--- RECORDS SUPPLIED Enclosed Below ---

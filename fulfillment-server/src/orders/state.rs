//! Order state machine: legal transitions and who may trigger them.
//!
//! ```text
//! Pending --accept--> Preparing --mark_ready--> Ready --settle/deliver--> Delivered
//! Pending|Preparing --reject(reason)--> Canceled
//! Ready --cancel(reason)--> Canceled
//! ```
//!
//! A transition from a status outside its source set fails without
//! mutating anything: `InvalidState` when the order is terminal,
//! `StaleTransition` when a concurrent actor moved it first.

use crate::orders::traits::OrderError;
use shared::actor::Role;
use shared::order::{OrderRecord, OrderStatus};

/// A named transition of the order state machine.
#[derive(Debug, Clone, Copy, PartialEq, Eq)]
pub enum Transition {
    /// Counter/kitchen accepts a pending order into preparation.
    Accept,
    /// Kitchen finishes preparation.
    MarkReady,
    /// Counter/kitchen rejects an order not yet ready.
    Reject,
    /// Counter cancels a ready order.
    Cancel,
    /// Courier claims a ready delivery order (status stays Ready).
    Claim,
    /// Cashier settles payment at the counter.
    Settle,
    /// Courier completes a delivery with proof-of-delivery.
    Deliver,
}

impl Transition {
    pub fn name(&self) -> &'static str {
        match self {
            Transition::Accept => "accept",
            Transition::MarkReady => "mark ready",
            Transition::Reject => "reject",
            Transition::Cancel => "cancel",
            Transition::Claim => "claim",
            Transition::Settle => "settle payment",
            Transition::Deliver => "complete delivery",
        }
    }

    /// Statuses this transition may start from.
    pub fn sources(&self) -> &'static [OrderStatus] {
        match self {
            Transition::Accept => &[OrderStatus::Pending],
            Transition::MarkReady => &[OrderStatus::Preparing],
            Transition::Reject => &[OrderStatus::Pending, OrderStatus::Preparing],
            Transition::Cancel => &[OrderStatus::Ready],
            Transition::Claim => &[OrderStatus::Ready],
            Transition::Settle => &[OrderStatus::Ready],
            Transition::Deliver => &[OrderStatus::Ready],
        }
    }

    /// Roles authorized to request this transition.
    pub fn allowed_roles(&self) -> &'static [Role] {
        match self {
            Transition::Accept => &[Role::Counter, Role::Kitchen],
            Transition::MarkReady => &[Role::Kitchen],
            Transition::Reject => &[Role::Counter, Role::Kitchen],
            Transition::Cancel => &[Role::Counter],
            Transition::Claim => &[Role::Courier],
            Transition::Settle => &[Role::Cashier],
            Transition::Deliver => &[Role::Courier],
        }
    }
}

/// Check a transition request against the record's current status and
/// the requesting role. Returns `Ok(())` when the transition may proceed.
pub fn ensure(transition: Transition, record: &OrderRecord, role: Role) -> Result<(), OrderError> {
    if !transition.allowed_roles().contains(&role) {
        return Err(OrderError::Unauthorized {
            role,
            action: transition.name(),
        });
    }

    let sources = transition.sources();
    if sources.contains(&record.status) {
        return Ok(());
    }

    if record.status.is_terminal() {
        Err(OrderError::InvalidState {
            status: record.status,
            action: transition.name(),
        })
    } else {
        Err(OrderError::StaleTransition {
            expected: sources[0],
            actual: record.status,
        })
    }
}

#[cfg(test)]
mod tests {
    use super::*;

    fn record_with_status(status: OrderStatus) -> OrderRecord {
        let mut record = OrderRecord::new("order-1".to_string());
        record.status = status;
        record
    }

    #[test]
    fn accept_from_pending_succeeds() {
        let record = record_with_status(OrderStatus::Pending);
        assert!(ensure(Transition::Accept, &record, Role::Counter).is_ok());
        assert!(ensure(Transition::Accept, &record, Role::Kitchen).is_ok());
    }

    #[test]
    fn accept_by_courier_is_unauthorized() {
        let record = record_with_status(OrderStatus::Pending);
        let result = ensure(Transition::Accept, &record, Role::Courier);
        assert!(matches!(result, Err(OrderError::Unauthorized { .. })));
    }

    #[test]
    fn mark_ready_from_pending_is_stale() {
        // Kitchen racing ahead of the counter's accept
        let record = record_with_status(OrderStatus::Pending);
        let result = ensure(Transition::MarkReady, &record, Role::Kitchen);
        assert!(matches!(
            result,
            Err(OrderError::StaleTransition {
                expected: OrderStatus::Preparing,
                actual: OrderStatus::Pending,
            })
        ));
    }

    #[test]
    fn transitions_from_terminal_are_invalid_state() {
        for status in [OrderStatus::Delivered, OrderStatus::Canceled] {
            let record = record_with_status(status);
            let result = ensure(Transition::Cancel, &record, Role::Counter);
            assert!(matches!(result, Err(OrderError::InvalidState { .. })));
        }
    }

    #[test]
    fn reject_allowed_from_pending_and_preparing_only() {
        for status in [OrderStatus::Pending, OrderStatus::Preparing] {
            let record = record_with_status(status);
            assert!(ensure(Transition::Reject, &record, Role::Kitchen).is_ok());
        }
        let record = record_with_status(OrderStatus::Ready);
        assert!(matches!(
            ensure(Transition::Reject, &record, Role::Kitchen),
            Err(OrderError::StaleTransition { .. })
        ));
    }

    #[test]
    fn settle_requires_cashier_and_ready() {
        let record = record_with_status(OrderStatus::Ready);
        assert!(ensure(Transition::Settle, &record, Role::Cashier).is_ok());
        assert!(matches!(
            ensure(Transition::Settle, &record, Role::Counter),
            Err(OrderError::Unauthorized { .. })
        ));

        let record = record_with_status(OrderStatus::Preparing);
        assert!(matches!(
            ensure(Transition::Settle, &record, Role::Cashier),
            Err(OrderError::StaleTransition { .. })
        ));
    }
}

--- End of Enclosed RECORDS SUPPLIED ---

→ REQUIRED WORK: The required output is the full set of entries, reproduced verbatim.

→ REPLY:
filename fulfillment-server/src/orders/state.rs
//! Order state machine: legal transitions and who may trigger them.
//!
//! ```text
//! Pending --accept--> Preparing --mark_ready--> Ready --settle/deliver--> Delivered
//! Pending|Preparing --reject(reason)--> Canceled
//! Ready --cancel(reason)--> Canceled
//! ```
//!
//! A transition from a status outside its source set fails without
//! mutating anything: `InvalidState` when the order is terminal,
//! `StaleTransition` when a concurrent actor moved it first.

use crate::orders::traits::OrderError;
use shared::actor::Role;
use shared::order::{OrderRecord, OrderStatus};

/// A named transition of the order state machine.
#[derive(Debug, Clone, Copy, PartialEq, Eq)]
pub enum Transition {
    /// Counter/kitchen accepts a pending order into preparation.
    Accept,
    /// Kitchen finishes preparation.
    MarkReady,
    /// Counter/kitchen rejects an order not yet ready.
    Reject,
    /// Counter cancels a ready order.
    Cancel,
    /// Courier claims a ready delivery order (status stays Ready).
    Claim,
    /// Cashier settles payment at the counter.
    Settle,
    /// Courier completes a delivery with proof-of-delivery.
    Deliver,
}

impl Transition {
    pub fn name(&self) -> &'static str {
        match self {
            Transition::Accept => "accept",
            Transition::MarkReady => "mark ready",
            Transition::Reject => "reject",
            Transition::Cancel => "cancel",
            Transition::Claim => "claim",
            Transition::Settle => "settle payment",
            Transition::Deliver => "complete delivery",
        }
    }

    /// Statuses this transition may start from.
    pub fn sources(&self) -> &'static [OrderStatus] {
        match self {
            Transition::Accept => &[OrderStatus::Pending],
            Transition::MarkReady => &[OrderStatus::Preparing],
            Transition::Reject => &[OrderStatus::Pending, OrderStatus::Preparing],
            Transition::Cancel => &[OrderStatus::Ready],
            Transition::Claim => &[OrderStatus::Ready],
            Transition::Settle => &[OrderStatus::Ready],
            Transition::Deliver => &[OrderStatus::Ready],
        }
    }

    /// Roles authorized to request this transition.
    pub fn allowed_roles(&self) -> &'static [Role] {
        match self {
            Transition::Accept => &[Role::Counter, Role::Kitchen],
            Transition::MarkReady => &[Role::Kitchen],
            Transition::Reject => &[Role::Counter, Role::Kitchen],
            Transition::Cancel => &[Role::Counter],
            Transition::Claim => &[Role::Courier],
            Transition::Settle => &[Role::Cashier],
            Transition::Deliver => &[Role::Courier],
        }
    }
}

/// Check a transition request against the record's current status and
/// the requesting role. Returns `Ok(())` when the transition may proceed.
pub fn ensure(transition: Transition, record: &OrderRecord, role: Role) -> Result<(), OrderError> {
    if !transition.allowed_roles().contains(&role) {
        return Err(OrderError::Unauthorized {
            role,
            action: transition.name(),
        });
    }

    let sources = transition.sources();
    if sources.contains(&record.status) {
        return Ok(());
    }

    if record.status.is_terminal() {
        Err(OrderError::InvalidState {
            status: record.status,
            action: transition.name(),
        })
    } else {
        Err(OrderError::StaleTransition {
            expected: sources[0],
            actual: record.status,
        })
    }
}

#[cfg(test)]
mod tests {
    use super::*;

    fn record_with_status(status: OrderStatus) -> OrderRecord {
        let mut record = OrderRecord::new("order-1".to_string());
        record.status = status;
        record
    }

    #[test]
    fn accept_from_pending_succeeds() {
        let record = record_with_status(OrderStatus::Pending);
        assert!(ensure(Transition::Accept, &record, Role::Counter).is_ok());
        assert!(ensure(Transition::Accept, &record, Role::Kitchen).is_ok());
    }

    #[test]
    fn accept_by_courier_is_unauthorized() {
        let record = record_with_status(OrderStatus::Pending);
        let result = ensure(Transition::Accept, &record, Role::Courier);
        assert!(matches!(result, Err(OrderError::Unauthorized { .. })));
    }

    #[test]
    fn mark_ready_from_pending_is_stale() {
        // Kitchen racing ahead of the counter's accept
        let record = record_with_status(OrderStatus::Pending);
        let result = ensure(Transition::MarkReady, &record, Role::Kitchen);
        assert!(matches!(
            result,
            Err(OrderError::StaleTransition {
                expected: OrderStatus::Preparing,
                actual: OrderStatus::Pending,
            })
        ));
    }

    #[test]
    fn transitions_from_terminal_are_invalid_state() {
        for status in [OrderStatus::Delivered, OrderStatus::Canceled] {
            let record = record_with_status(status);
            let result = ensure(Transition::Cancel, &record, Role::Counter);
            assert!(matches!(result, Err(OrderError::InvalidState { .. })));
        }
    }

    #[test]
    fn reject_allowed_from_pending_and_preparing_only() {
        for status in [OrderStatus::Pending, OrderStatus::Preparing] {
            let record = record_with_status(status);
            assert!(ensure(Transition::Reject, &record, Role::Kitchen).is_ok());
        }
        let record = record_with_status(OrderStatus::Ready);
        assert!(matches!(
            ensure(Transition::Reject, &record, Role::Kitchen),
            Err(OrderError::StaleTransition { .. })
        ));
    }

    #[test]
    fn settle_requires_cashier_and_ready() {
        let record = record_with_status(OrderStatus::Ready);
        assert!(ensure(Transition::Settle, &record, Role::Cashier).is_ok());
        assert!(matches!(
            ensure(Transition::Settle, &record, Role::Counter),
            Err(OrderError::Unauthorized { .. })
        ));

        let record = record_with_status(OrderStatus::Preparing);
        assert!(matches!(
            ensure(Transition::Settle, &record, Role::Cashier),
            Err(OrderError::StaleTransition { .. })
        ));
    }
}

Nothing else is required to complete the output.